Pourquoi dit-on « péter les plombs » lorsqu’une personne perd son calme ? Cette expression populaire trouve son origine dans les anciens tableaux électriques.
Lorsqu’une personne perd soudainement son calme, on dit souvent qu’elle « pète les plombs ». Cette expression très courante vient directement des anciennes installations électriques. Mais contrairement à ce que l’on pourrait croire, elle ne fait pas référence aux disjoncteurs modernes.
Les « plombs » étaient en réalité des fusibles
Avant la généralisation des tableaux électriques équipés de disjoncteurs réarmables, les logements étaient protégés par des fusibles. Ces petits dispositifs coupaient le courant lorsqu’une intensité trop importante traversait le circuit.
En cas de surcharge ou de court-circuit, un élément métallique placé à l’intérieur du fusible chauffait jusqu’à fondre. Le circuit était alors interrompu, ce qui limitait les risques de surchauffe des câbles et de départ d’incendie.
Dans le langage courant, ces fusibles étaient appelés des « plombs ». Lorsqu’ils fondaient et provoquaient une coupure électrique, on disait donc que « les plombs avaient sauté ».
Le mot est d’ailleurs resté dans les habitudes, même si les installations modernes ne fonctionnent généralement plus de cette manière. Aujourd’hui encore, beaucoup de personnes disent que « les plombs ont sauté » lorsqu’un disjoncteur s’est simplement abaissé.
Une surcharge électrique devenue nerveuse
L’expression « péter les plombs » repose sur une comparaison facile à comprendre. Dans un circuit électrique, une intensité trop élevée finit par provoquer la rupture du fusible. Chez une personne, une accumulation de stress, de colère ou de fatigue peut également conduire à une réaction soudaine.
Dans les deux cas, le système atteint sa limite et cesse de fonctionner normalement. Une personne qui « pète les plombs » perd donc momentanément le contrôle, comme un circuit électrique qui se coupe après une surcharge.
L’expression est aujourd’hui employée pour décrire une forte colère, un craquage nerveux ou un comportement inhabituel provoqué par une tension devenue trop importante.
Les fusibles n’ont pas complètement disparu
Les anciens fusibles à fil ou à broches ont largement laissé leur place aux disjoncteurs divisionnaires. Lorsqu’un défaut est détecté, leur manette s’abaisse et il suffit généralement de la relever après avoir trouvé l’origine du problème.

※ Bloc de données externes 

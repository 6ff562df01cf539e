//! Console input tokenizer.
//!
//! Each console line carries one message. Only the first token delimited by
//! ASCII whitespace becomes the message name, so a message can never contain
//! whitespace: `hello world` sends `hello`. Multi-word input is not rejected.
//! Bytes that are not valid UTF-8 are replaced, never refused.

use std::io::BufRead;

use crate::error::IpcError;
use crate::messages::MessageName;

/// Extract the message name from one line of console input.
///
/// A blank line yields the empty name, which is still forwarded.
pub fn next_message_name(line: &str) -> MessageName {
    line.split_ascii_whitespace().next().unwrap_or_default().into()
}

/// Read one line and tokenize it.
///
/// Returns `Ok(None)` once the input is closed. Only an I/O failure is an
/// error.
pub fn read_message<R: BufRead>(input: &mut R) -> Result<Option<MessageName>, IpcError> {
    let mut line = Vec::new();
    let read = input.read_until(b'\n', &mut line).map_err(IpcError::Input)?;
    if read == 0 {
        return Ok(None);
    }
    Ok(Some(next_message_name(&String::from_utf8_lossy(&line))))
}

#[cfg(test)]
mod tests {
    use super::*;
    use std::io::Cursor;

    #[test]
    fn test_single_token() {
        assert_eq!(next_message_name("ping").as_str(), "ping");
        assert_eq!(next_message_name("ping\n").as_str(), "ping");
    }

    #[test]
    fn test_only_first_token_is_kept() {
        assert_eq!(next_message_name("hello world").as_str(), "hello");
        assert_eq!(next_message_name("  \thello   world\r\n").as_str(), "hello");
    }

    #[test]
    fn test_non_ascii_whitespace_is_kept() {
        assert_eq!(next_message_name("caf\u{a0}e").as_str(), "caf\u{a0}e");
        assert_eq!(next_message_name("a\u{3000}b c").as_str(), "a\u{3000}b");
    }

    #[test]
    fn test_invalid_utf8_line_is_not_an_error() {
        let mut input = Cursor::new(b"ok\n\xff\xfe\nafter\n".to_vec());
        let mut names = Vec::new();
        while let Some(name) = read_message(&mut input).unwrap() {
            names.push(name.into_string());
        }
        assert_eq!(names, vec!["ok", "\u{fffd}\u{fffd}", "after"]);
    }

    #[test]
    fn test_blank_line_is_empty_name() {
        assert!(next_message_name("").is_empty());
        assert!(next_message_name("   \n").is_empty());
    }

    #[test]
    fn test_read_message_until_eof() {
        let mut input = Cursor::new("first\nsecond third\n\nlast");
        let mut names = Vec::new();
        while let Some(name) = read_message(&mut input).unwrap() {
            names.push(name.into_string());
        }
        assert_eq!(names, vec!["first", "second", "", "last"]);
    }
}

Certains tableaux électriques plus anciens utilisent toutefois encore des porte-fusibles contenant des cartouches remplaçables. Lorsqu’un fusible fond, il ne peut pas être réarmé : il doit être remplacé par un modèle de même calibre.
Ainsi, « péter les plombs » est bien une expression héritée de l’électricité. Elle ne vient toutefois pas d’un disjoncteur rempli de plomb, mais des anciens fusibles qui fondaient lorsque le circuit subissait une surcharge.